Measurement of Cell Survival

At the end of the treatment period, cells were washed twice with phosphate-buffered saline (PBS, 0.1 M, pH 7.4) and incubated for 8 min with 15 µg/mL FDA-AM in the dark, rinsed twice with PBS, and lysed with a Tris/HCl solution containing 1% sodium dodecyl sulfate. Fluorescence was measured with excitation at 485 nm and emission at 538 nm using a fluorescence microplate reader FL800TBI (Bio-Tek Instruments, Winooski, VT, USA). Experiments were carried out on 16 different wells from four independent experiments.

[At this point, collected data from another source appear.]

//! Command-line configuration for the dashboard binary.

use crate::data::{ClusterId, DataSnapshot, FilterSelection};
use crate::pipeline::ViewOptions;
use clap::Parser;
use std::path::PathBuf;
use thiserror::Error;
use tracing::warn;

pub const DEFAULT_TRADES_PATH: &str = "final_merged_dataset.csv";
pub const DEFAULT_PROFILES_PATH: &str = "trader_clusters.csv";

#[derive(Error, Debug, PartialEq, Eq)]
pub enum ConfigError {
    #[error("--top-n must be at least 1")]
    ZeroTopN,
    #[error("--size-bins must be at least 1")]
    ZeroSizeBins,
}

/// Trader performance & market sentiment dashboard.
#[derive(Debug, Clone, Parser)]
#[command(name = "trader-dashboard", version, about)]
pub struct DashboardConfig {
    /// Merged trades CSV (trades joined with sentiment labels)
    #[arg(
        long = "trades",
        value_name = "PATH",
        env = "DASHBOARD_TRADES_PATH",
        default_value = DEFAULT_TRADES_PATH
    )]
    pub trades_path: PathBuf,

    /// Per-trader cluster statistics CSV
    #[arg(
        long = "profiles",
        value_name = "PATH",
        env = "DASHBOARD_PROFILES_PATH",
        default_value = DEFAULT_PROFILES_PATH
    )]
    pub profiles_path: PathBuf,

    /// Sentiment label to include (repeatable; default: all)
    #[arg(long = "sentiment", value_name = "LABEL")]
    pub sentiments: Vec<String>,

    /// Cluster id to include (repeatable; default: all)
    #[arg(long = "cluster", value_name = "ID")]
    pub clusters: Vec<String>,

    /// Traders listed per cluster in the top-traders table
    #[arg(long, default_value_t = 5)]
    pub top_n: usize,

    /// Number of equal-frequency trade-size bins
    #[arg(long, default_value_t = 4)]
    pub size_bins: usize,

    /// Rows shown in the dataset overview
    #[arg(long, default_value_t = 10)]
    pub preview_rows: usize,

    /// Write every view as JSON to this file
    #[arg(long = "json", value_name = "PATH")]
    pub json_out: Option<PathBuf>,

    /// Render PNG charts into this directory
    #[arg(long, value_name = "DIR")]
    pub charts_dir: Option<PathBuf>,

    /// Print the available sentiment and cluster options and exit
    #[arg(long)]
    pub list_options: bool,
}

impl DashboardConfig {
    pub fn validate(&self) -> Result<(), ConfigError> {
        if self.top_n == 0 {
            return Err(ConfigError::ZeroTopN);
        }
        if self.size_bins == 0 {
            return Err(ConfigError::ZeroSizeBins);
        }
        Ok(())
    }

    pub fn view_options(&self) -> ViewOptions {
        ViewOptions {
            top_n: self.top_n,
            size_bins: self.size_bins,
            preview_rows: self.preview_rows,
        }
    }

    /// Resolve the flags against the loaded data. An empty list selects every
    /// option of its axis, including rows where the value is missing.
    pub fn selection(&self, snapshot: &DataSnapshot) -> FilterSelection {
        let sentiment_options = snapshot.sentiment_options();
        let cluster_options = snapshot.cluster_options();

        let sentiments = if self.sentiments.is_empty() {
            sentiment_options
        } else {
            for label in &self.sentiments {
                if !sentiment_options.contains(label) {
                    warn!(sentiment = %label, "unknown sentiment label selected");
                }
            }
            self.sentiments.clone()
        };

        let clusters = if self.clusters.is_empty() {
            cluster_options
        } else {
            let selected: Vec<ClusterId> = self
                .clusters
                .iter()
                .map(|c| ClusterId::new(c.as_str()))
                .collect();
            for cluster in &selected {
                if !cluster_options.contains(cluster) {
                    warn!(cluster = %cluster, "unknown cluster selected");
                }
            }
            selected
        };

        FilterSelection {
            include_unlabelled: self.sentiments.is_empty() && snapshot.has_unlabelled_trades(),
            include_unclustered: self.clusters.is_empty() && snapshot.has_unclustered_profiles(),
            ..FilterSelection::new(sentiments, clusters)
        }
    }
}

Measurement of Intracellular ROS Formation

ROS were detected by measuring the fluorescence of 2′,7′-dichlorofluorescein (DCF), which is derived from the deacetylation and oxidation of the non-fluorescent compound DCFH2-DA. At the end of the treatment period, cells were washed twice with PBS, and then incubated with 10 µM DCFH2-DA for 30 min at 37°C in the dark. Fluorescence was measured with excitation at 485 nm and emission at 538 nm using a fluorescence microplate reader. Experiments were carried on 18 different wells from three independent experiments.

Measurement of NO Accumulation

Relative changes in cytosolic NO concentration in astrocytes were monitored using the fluorescent probe 4,5-diamino fluorescein diacetate (DAF). At the end of the treatment period, cells were washed twice with PBS and then incubated with 10 µm DAF-FM diacetate for 30 min. Fluorescence was measured with excitation at 485 nm and emission at 538 nm using a fluorescence microplate reader. Experiments were carried out on 18 different wells from three independent experiments.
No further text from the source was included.